use anyhow::Result;
/// 日志工具模块
///
/// 提供日志格式化和输出的辅助函数
use std::fs;

/// 初始化日志文件
///
/// # 参数
/// - `log_file_path`: 日志文件路径
pub fn init_log_file(log_file_path: &str) -> Result<()> {
    let log_header = format!(
        "{}\n答题会话日志 - {}\n{}\n\n",
        "=".repeat(60),
        chrono::Local::now().format("%Y-%m-%d %H:%M:%S"),
        "=".repeat(60)
    );
    fs::write(log_file_path, log_header)?;
    Ok(())
}

/// 截断长文本用于日志显示
///
/// # 参数
/// - `text`: 原始文本
/// - `max_len`: 最大长度
pub fn truncate_text(text: &str, max_len: usize) -> String {
    if text.chars().count() > max_len {
        text.chars().take(max_len).collect::<String>() + "..."
    } else {
        text.to_string()
    }
}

*****

All of the material above should be printed again exactly as it is.

_RESPONSE TO THIS TASK_:
use anyhow::Result;
/// 日志工具模块
///
/// 提供日志格式化和输出的辅助函数
use std::fs;

/// 初始化日志文件
///
/// # 参数
/// - `log_file_path`: 日志文件路径
pub fn init_log_file(log_file_path: &str) -> Result<()> {
    let log_header = format!(
        "{}\n答题会话日志 - {}\n{}\n\n",
        "=".repeat(60),
        chrono::Local::now().format("%Y-%m-%d %H:%M:%S"),
        "=".repeat(60)
    );
    fs::write(log_file_path, log_header)?;
    Ok(())
}

/// 截断长文本用于日志显示
///
/// # 参数
/// - `text`: 原始文本
/// - `max_len`: 最大长度
pub fn truncate_text(text: &str, max_len: usize) -> String {
    if text.chars().count() > max_len {
        text.chars().take(max_len).collect::<String>() + "..."
    } else {
        text.to_string()
    }
}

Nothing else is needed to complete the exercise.